The Texas Chainsaw Massacre is an experiment in pain, an unsettled masterpiece that deliberately tries to upset its audience at every possible turn. It’s less a film and more a physical and emotional endurance test: a movie that, in the words of Wes Craven, comes to feel as though it were made by a serial killer with a stolen camera. After all, part of its terrifying pleasure comes from its distinctly DIY elements. It’s the kind of film that could never be remade, or reconstructed: a gruelling hideous work of art.

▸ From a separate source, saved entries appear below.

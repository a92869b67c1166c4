use async_trait::async_trait;
use axum::Router;
use reachspot::cache::TtlCache;
use reachspot::config::{DiscoveryConfig, QuotaConfig};
use reachspot::error::{AppError, Result};
use reachspot::models::{Coordinates, PlaceCandidate, PlaceDetails, PlaceReview};
use reachspot::quota::QuotaLimiter;
use reachspot::services::boundaries::{BoundaryStore, GeoJsonBoundaryStore};
use reachspot::services::discovery::SpotDiscovery;
use reachspot::services::distance_matrix::{Destination, RouteElement, RoutingClient};
use reachspot::services::isochrone::IsochroneService;
use reachspot::services::isoline::{IsolineClient, IsolineRange};
use reachspot::services::places::{NearbySearch, PlacesClient, TextSearch};
use reachspot::AppState;
use serde_json::json;
use std::collections::HashMap;
use std::sync::atomic::{AtomicUsize, Ordering};
use std::sync::{Arc, Mutex};
use std::time::Duration;

/// Driving speed assumed by the fake router: 40 km/h.
pub const MINUTES_PER_KM: f64 = 1.5;

pub fn sapporo() -> Coordinates {
    Coordinates::new(43.06, 141.35).unwrap()
}

#[allow(dead_code)]
pub fn boundary_fixture_path() -> String {
    concat!(env!("CARGO_MANIFEST_DIR"), "/tests/fixtures/municipalities.geojson").to_string()
}

pub fn place(id: &str, name: &str, lat: f64, lng: f64, address: Option<&str>) -> PlaceCandidate {
    PlaceCandidate {
        id: id.to_string(),
        name: name.to_string(),
        location: Some(Coordinates::new(lat, lng).unwrap()),
        address: address.map(str::to_string),
        ..PlaceCandidate::default()
    }
}

/// In-process stand-in for the places service, answering from fixed data.
///
/// Locality and attraction searches return the records inside the request
/// circle. City hall text searches hit `city_halls` by municipality name,
/// civic nearby searches never find anything.
#[derive(Default)]
pub struct FakePlaces {
    pub localities: Vec<PlaceCandidate>,
    pub city_halls: HashMap<String, Coordinates>,
    pub spots: Vec<PlaceCandidate>,
    pub details: Vec<PlaceDetails>,
    pub fail_all: bool,
    pub nearby_calls: AtomicUsize,
    pub text_calls: AtomicUsize,
    pub details_calls: AtomicUsize,
    pub nearby_types: Mutex<Vec<Vec<String>>>,
}

impl FakePlaces {
    #[allow(dead_code)]
    pub fn upstream_calls(&self) -> usize {
        self.nearby_calls.load(Ordering::SeqCst)
            + self.text_calls.load(Ordering::SeqCst)
            + self.details_calls.load(Ordering::SeqCst)
    }

    fn check_available(&self) -> Result<()> {
        if self.fail_all {
            return Err(AppError::upstream_status("Places", 503, "unavailable"));
        }
        Ok(())
    }
}

fn within(
    candidates: &[PlaceCandidate],
    center: &Coordinates,
    radius_m: f64,
    max: u32,
) -> Vec<PlaceCandidate> {
    candidates
        .iter()
        .filter(|p| {
            p.location
                .map(|loc| center.distance_to(&loc) * 1000.0 <= radius_m)
                .unwrap_or(false)
        })
        .take(max as usize)
        .cloned()
        .collect()
}

#[async_trait]
impl PlacesClient for FakePlaces {
    async fn search_nearby(&self, request: &NearbySearch) -> Result<Vec<PlaceCandidate>> {
        self.nearby_calls.fetch_add(1, Ordering::SeqCst);
        self.nearby_types
            .lock()
            .unwrap()
            .push(request.included_types.clone());
        self.check_available()?;

        let types = &request.included_types;
        if types.iter().any(|t| t == "locality") {
            return Ok(within(
                &self.localities,
                &request.center,
                request.radius_meters,
                request.max_results,
            ));
        }
        if types.iter().any(|t| t == "city_hall") {
            return Ok(Vec::new());
        }
        Ok(within(
            &self.spots,
            &request.center,
            request.radius_meters,
            request.max_results,
        ))
    }

    async fn search_text(&self, request: &TextSearch) -> Result<Vec<PlaceCandidate>> {
        self.text_calls.fetch_add(1, Ordering::SeqCst);
        self.check_available()?;

        let municipality = request.query.split_whitespace().next().unwrap_or("");
        if request.included_type.as_deref() == Some("city_hall") {
            return Ok(self
                .city_halls
                .get(municipality)
                .map(|hall| {
                    vec![place(
                        &format!("hall-{}", municipality),
                        &format!("{}役所", municipality),
                        hall.lat,
                        hall.lng,
                        None,
                    )]
                })
                .unwrap_or_default());
        }

        Ok(self
            .spots
            .iter()
            .filter(|p| {
                p.address
                    .as_deref()
                    .is_some_and(|a| a.contains(municipality))
            })
            .take(request.page_size.unwrap_or(20) as usize)
            .cloned()
            .collect())
    }

    async fn place_details(&self, place_id: &str) -> Result<PlaceDetails> {
        self.details_calls.fetch_add(1, Ordering::SeqCst);
        self.check_available()?;

        self.details
            .iter()
            .find(|d| d.id == place_id)
            .cloned()
            .ok_or_else(|| AppError::upstream_status("Places", 404, "NOT_FOUND"))
    }
}

/// Straight-line router: every destination costs its haversine distance at
/// [`MINUTES_PER_KM`]. Place ids resolve through `place_locations`.
#[derive(Default)]
pub struct FakeRouting {
    pub place_locations: HashMap<String, Coordinates>,
    pub calls: AtomicUsize,
}

#[async_trait]
impl RoutingClient for FakeRouting {
    async fn distance_matrix(
        &self,
        origin: &Coordinates,
        destinations: &[Destination],
    ) -> Result<Vec<RouteElement>> {
        self.calls.fetch_add(1, Ordering::SeqCst);
        if destinations.len() > 25 {
            return Err(AppError::InvalidRequest("too many destinations".to_string()));
        }

        Ok(destinations
            .iter()
            .map(|destination| {
                let target = match destination {
                    Destination::Coordinates(c) => Some(*c),
                    Destination::PlaceId(id) => self.place_locations.get(id).copied(),
                };
                match target {
                    Some(target) => {
                        let km = origin.distance_to(&target);
                        RouteElement::ok(km * MINUTES_PER_KM * 60.0, km * 1000.0)
                    }
                    None => RouteElement::failed("NOT_FOUND"),
                }
            })
            .collect())
    }
}

pub struct FakeIsoline {
    pub payload: serde_json::Value,
    pub fail: bool,
    pub calls: AtomicUsize,
    pub ranges: Mutex<Vec<IsolineRange>>,
}

impl FakeIsoline {
    pub fn new(payload: serde_json::Value) -> Self {
        FakeIsoline {
            payload,
            fail: false,
            calls: AtomicUsize::new(0),
            ranges: Mutex::new(Vec::new()),
        }
    }
}

#[async_trait]
impl IsolineClient for FakeIsoline {
    async fn isoline(
        &self,
        _origin: &Coordinates,
        range: IsolineRange,
    ) -> Result<serde_json::Value> {
        self.calls.fetch_add(1, Ordering::SeqCst);
        self.ranges.lock().unwrap().push(range);
        if self.fail {
            return Err(AppError::upstream_status("Isoline", 500, "boom"));
        }
        Ok(self.payload.clone())
    }
}

/// HERE-shaped payload around Sapporo reaching Otaru, with open rings.
pub fn sapporo_isoline_payload() -> serde_json::Value {
    json!({
        "departure": {"place": {"location": {"lat": 43.06, "lng": 141.35}}},
        "isolines": [{
            "range": {"type": "time", "value": 1800},
            "polygons": [{
                "outer": [[140.9, 42.9], [141.6, 42.9], [141.6, 43.3], [140.9, 43.3]]
            }]
        }]
    })
}

/// Municipalities around Sapporo with their city halls and two attractions
/// each. One attraction between Iwamizawa and Kuriyama is visible from both.
pub fn hokkaido_places() -> FakePlaces {
    let municipalities = [
        ("01100", "札幌市", 43.0621, 141.3544),
        ("01203", "小樽市", 43.1907, 140.9947),
        ("01217", "江別市", 43.1036, 141.5361),
        ("01235", "石狩市", 43.1713, 141.3156),
        ("01224", "千歳市", 42.8210, 141.6520),
        ("01210", "岩見沢市", 43.1961, 141.7759),
        ("01231", "恵庭市", 42.8826, 141.5779),
        ("01234", "北広島市", 42.9855, 141.5631),
        ("01303", "当別町", 43.2238, 141.5167),
        ("01213", "苫小牧市", 42.6342, 141.6055),
        ("01408", "余市町", 43.1962, 140.7909),
        ("01209", "夕張市", 43.0568, 141.9739),
        ("01427", "長沼町", 43.0105, 141.6950),
        ("01423", "南幌町", 43.0636, 141.6508),
        ("01429", "栗山町", 43.0565, 141.7844),
    ];

    let mut places = FakePlaces::default();
    for (id, name, lat, lng) in municipalities {
        places.localities.push(place(id, name, lat, lng, None));
        if name != "余市町" {
            places
                .city_halls
                .insert(name.to_string(), Coordinates::new(lat, lng).unwrap());
        }
        places.spots.push(spot(&format!("{}-a", id), lat + 0.01, lng, name, 4.6, 120));
        places.spots.push(spot(&format!("{}-b", id), lat - 0.01, lng, name, 4.1, 30));
    }

    places.spots.push(spot("shared-kuriyama", 43.126, 141.78, "栗山町", 4.3, 80));
    places
}

fn spot(
    id: &str,
    lat: f64,
    lng: f64,
    municipality: &str,
    rating: f64,
    count: u32,
) -> PlaceCandidate {
    let mut spot = place(
        id,
        &format!("Spot {}", id),
        lat,
        lng,
        Some(&format!("日本、〒000-0000 北海道{}1-1", municipality)),
    );
    spot.rating = Some(rating);
    spot.rating_count = Some(count);
    spot.types = vec!["tourist_attraction".to_string()];
    spot
}

#[allow(dead_code)]
pub fn routing_for(places: &FakePlaces) -> FakeRouting {
    FakeRouting {
        place_locations: places
            .spots
            .iter()
            .filter_map(|p| Some((p.id.clone(), p.location?)))
            .collect(),
        calls: AtomicUsize::new(0),
    }
}

#[allow(dead_code)]
pub fn sample_details() -> PlaceDetails {
    PlaceDetails {
        id: "01100-a".to_string(),
        name: Some("時計台".to_string()),
        address: Some("北海道札幌市中央区北1条西2丁目".to_string()),
        rating: Some(4.1),
        rating_count: Some(19_000),
        reviews: vec![PlaceReview {
            author: Some("旅人".to_string()),
            rating: Some(4.0),
            text: Some("Small but charming".to_string()),
            published_at: Some("2024-07-01T00:00:00Z".to_string()),
        }],
        photo_ref: Some("places/01100-a/photos/1".to_string()),
        maps_url: Some("https://maps.google.com/?cid=1".to_string()),
    }
}

#[allow(dead_code)]
pub struct TestApp {
    pub router: Router,
    pub places: Arc<FakePlaces>,
    pub routing: Arc<FakeRouting>,
    pub isoline: Arc<FakeIsoline>,
}

/// Router over fake upstreams and the boundary fixture, mounted without the
/// `/api/v1` prefix.
#[allow(dead_code)]
pub fn test_app(places: FakePlaces, quota: QuotaConfig) -> TestApp {
    let routing = Arc::new(routing_for(&places));
    let places = Arc::new(places);
    let isoline = Arc::new(FakeIsoline::new(sapporo_isoline_payload()));
    let boundaries: Arc<dyn BoundaryStore> =
        Arc::new(GeoJsonBoundaryStore::new(boundary_fixture_path()));

    let state = Arc::new(AppState {
        discovery: SpotDiscovery::new(places.clone(), routing.clone(), DiscoveryConfig::default()),
        isochrone: IsochroneService::new(
            isoline.clone(),
            boundaries.clone(),
            Duration::from_secs(5),
        ),
        places: places.clone(),
        boundaries,
        search_cache: TtlCache::new(60, 100),
        isochrone_cache: TtlCache::new(60, 100),
        nearby_cache: TtlCache::new(60, 100),
        quota: QuotaLimiter::new(&quota),
    });

    TestApp {
        router: reachspot::routes::create_router(state),
        places,
        routing,
        isoline,
    }
}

Tobe Hooper loves leaving his audience without an obvious hero to rally behind, and the lack of protagonist in The Texas Chainsaw Massacre makes the viewer directionless and anxious. Although we spend the first segment of the film in the van with them, we never really empathise with our spoiled, bratty main characters, with Sally Hardesty (Marilyn Burns) grating as much as her paraplegic brother, Franklin (Paul A. Partain). Indeed, Hooper repeatedly plays on the mixed feelings we have towards Franklin; we are drawn to empathise with him because of his disability, and yet his mewling, unpleasant behaviour begins to annoy very quickly.
But it’s not just this moral ambiguity that Hooper uses to unsettle the audience; he throws every trick in the book at us. Perhaps the most striking tactic he deploys is the use of music. The early segment of the film is filled with barely audible noise, as the van’s radio fills the scene with unceasing chatter. It means we never get a moment of silence to reflect upon what is happening, and has all the illogical unease of a nightmare.

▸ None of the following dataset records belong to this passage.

pub mod debug;
pub mod details;
pub mod isochrone;
pub mod nearby;
pub mod search;

use axum::{
    http::HeaderMap,
    routing::{get, post},
    Router,
};
use std::sync::Arc;
use std::time::Instant;

use crate::constants::DEFAULT_QUOTA_IDENTITY;
use crate::error::{AppError, Result};
use crate::quota::QuotaClass;
use crate::AppState;

pub fn create_router(state: Arc<AppState>) -> Router {
    Router::new()
        .route("/places/search", get(search::search_places))
        .route("/places/details", get(details::place_details))
        .route("/isochrone", get(isochrone::isochrone))
        .route("/nearby", post(nearby::nearby_spots))
        .route("/debug/health", get(debug::health_check))
        .with_state(state)
}

/// Quota identity of a request: the raw `x-forwarded-for` value, or a shared
/// local identity when the header is absent.
pub(crate) fn client_identity(headers: &HeaderMap) -> String {
    headers
        .get("x-forwarded-for")
        .and_then(|value| value.to_str().ok())
        .map(str::trim)
        .filter(|value| !value.is_empty())
        .unwrap_or(DEFAULT_QUOTA_IDENTITY)
        .to_string()
}

/// Consume one unit of `class` quota for `identity`, or fail with `RateLimited`.
pub(crate) fn consume_quota(state: &AppState, class: QuotaClass, identity: &str) -> Result<()> {
    let now = Instant::now();
    let decision = state.quota.try_consume_at(class, identity, now);
    if decision.admitted {
        return Ok(());
    }

    Err(AppError::RateLimited(format!(
        "{} quota exhausted for {}, retry in {}s",
        class,
        identity,
        decision.retry_after(now).as_secs()
    )))
}

/// Trimmed input without characters that could end up in headers, logs or
/// upstream queries, capped at `max_chars` characters.
pub(crate) fn sanitize_text(raw: &str, max_chars: usize) -> String {
    raw.trim()
        .chars()
        .filter(|c| !matches!(c, '<' | '>' | '"' | '\'' | '`' | '$' | '\\'))
        .take(max_chars)
        .collect()
}

#[cfg(test)]
mod tests {
    use super::*;
    use axum::http::HeaderValue;

    #[test]
    fn test_identity_from_forwarded_header() {
        let mut headers = HeaderMap::new();
        assert_eq!(client_identity(&headers), "local");

        headers.insert("x-forwarded-for", HeaderValue::from_static(" 203.0.113.7 "));
        assert_eq!(client_identity(&headers), "203.0.113.7");
    }

    #[test]
    fn test_sanitize_strips_and_caps() {
        assert_eq!(sanitize_text("  <旭川市>  ", 60), "旭川市");
        assert_eq!(sanitize_text("a'b\"c`d$e\\f", 60), "abcdef");
        assert_eq!(sanitize_text("札幌市中央区", 2), "札幌");
    }
}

Unease being the key word. The film boils over slowly, paranoid and unpleasant to a tee, until our arch antagonist Leatherface is revealed. The master of ceremonies, Leatherface is as terrifying a villain as has ever been stamped upon the screen, and with the titular chainsaw in his hand and corpse mask slathered over his face, he becomes a kind of primal villain, the boogeyman of our collective childhoods.

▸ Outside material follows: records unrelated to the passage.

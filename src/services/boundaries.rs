use crate::error::{AppError, Result};
use crate::models::{BoundingBox, MunicipalityBoundary};
use async_trait::async_trait;
use geo::BoundingRect;
use geojson::{feature::Id, Feature, GeoJson};
use std::path::PathBuf;
use std::sync::Arc;
use tokio::sync::OnceCell;

/// Static municipality polygons, loaded at most once per process.
#[async_trait]
pub trait BoundaryStore: Send + Sync {
    async fn all_municipalities(&self) -> Result<Arc<[MunicipalityBoundary]>>;
}

/// Reads a GeoJSON FeatureCollection from disk on first use. Each feature
/// needs a `name` property and an id (`id` property or feature id).
pub struct GeoJsonBoundaryStore {
    path: PathBuf,
    boundaries: OnceCell<Arc<[MunicipalityBoundary]>>,
}

impl GeoJsonBoundaryStore {
    pub fn new(path: impl Into<PathBuf>) -> Self {
        GeoJsonBoundaryStore {
            path: path.into(),
            boundaries: OnceCell::new(),
        }
    }

    async fn load(&self) -> Result<Arc<[MunicipalityBoundary]>> {
        let raw = tokio::fs::read_to_string(&self.path).await.map_err(|e| {
            AppError::BoundaryData(format!("Failed to read {}: {}", self.path.display(), e))
        })?;

        let boundaries = parse_boundaries(&raw)?;
        tracing::info!(
            municipalities = boundaries.len(),
            "Loaded {} municipality boundaries from {}",
            boundaries.len(),
            self.path.display()
        );

        Ok(boundaries.into())
    }
}

#[async_trait]
impl BoundaryStore for GeoJsonBoundaryStore {
    async fn all_municipalities(&self) -> Result<Arc<[MunicipalityBoundary]>> {
        self.boundaries
            .get_or_try_init(|| self.load())
            .await
            .map(Arc::clone)
    }
}

/// Parse a boundary FeatureCollection. Unusable features are skipped with a
/// warning; a document that is not a FeatureCollection is an error.
pub fn parse_boundaries(raw: &str) -> Result<Vec<MunicipalityBoundary>> {
    let geojson: GeoJson = raw
        .parse()
        .map_err(|e| AppError::BoundaryData(format!("Invalid GeoJSON: {}", e)))?;

    let GeoJson::FeatureCollection(collection) = geojson else {
        return Err(AppError::BoundaryData(
            "Boundary dataset must be a FeatureCollection".to_string(),
        ));
    };

    let total = collection.features.len();
    let boundaries: Vec<MunicipalityBoundary> = collection
        .features
        .into_iter()
        .enumerate()
        .filter_map(|(idx, feature)| match to_boundary(feature) {
            Ok(boundary) => Some(boundary),
            Err(reason) => {
                tracing::warn!("Skipping boundary feature #{}: {}", idx, reason);
                None
            }
        })
        .collect();

    if boundaries.len() < total {
        tracing::warn!(
            "{} of {} boundary features were unusable",
            total - boundaries.len(),
            total
        );
    }

    Ok(boundaries)
}

fn property_string(feature: &Feature, key: &str) -> Option<String> {
    match feature.property(key)? {
        serde_json::Value::String(s) if !s.trim().is_empty() => Some(s.clone()),
        serde_json::Value::Number(n) => Some(n.to_string()),
        _ => None,
    }
}

fn to_boundary(feature: Feature) -> std::result::Result<MunicipalityBoundary, String> {
    let name = property_string(&feature, "name").ok_or("missing name property")?;
    let id = property_string(&feature, "id")
        .or_else(|| match &feature.id {
            Some(Id::String(s)) => Some(s.clone()),
            Some(Id::Number(n)) => Some(n.to_string()),
            None => None,
        })
        .ok_or_else(|| format!("{}: missing id", name))?;

    let geometry = feature
        .geometry
        .ok_or_else(|| format!("{}: missing geometry", name))?;
    let geometry = geo::Geometry::<f64>::try_from(geometry)
        .map_err(|e| format!("{}: unsupported geometry: {}", name, e))?;
    let bbox = geometry
        .bounding_rect()
        .map(BoundingBox::from)
        .ok_or_else(|| format!("{}: empty geometry", name))?;

    Ok(MunicipalityBoundary {
        id,
        name,
        geometry,
        bbox,
    })
}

There are few final shots as haunting as the one that closes out The Texas Chainsaw Massacre. Rather than wrapping up with either the happy ending that Hollywood gives us, or the typically tragic finale that has become almost a horror movie cliché, Hooper neither uplifts nor condemns. His climax is as woozy and uncertain as the film that has come before it. It’s not clear if we are meant to celebrate or mourn, and in this way, the conclusion develops a toxic power, one that grows in the mind like a tumour. It’s the perfect way to end one of cinema’s most chilling experiences, a film that has not lost one iota of its power to shock.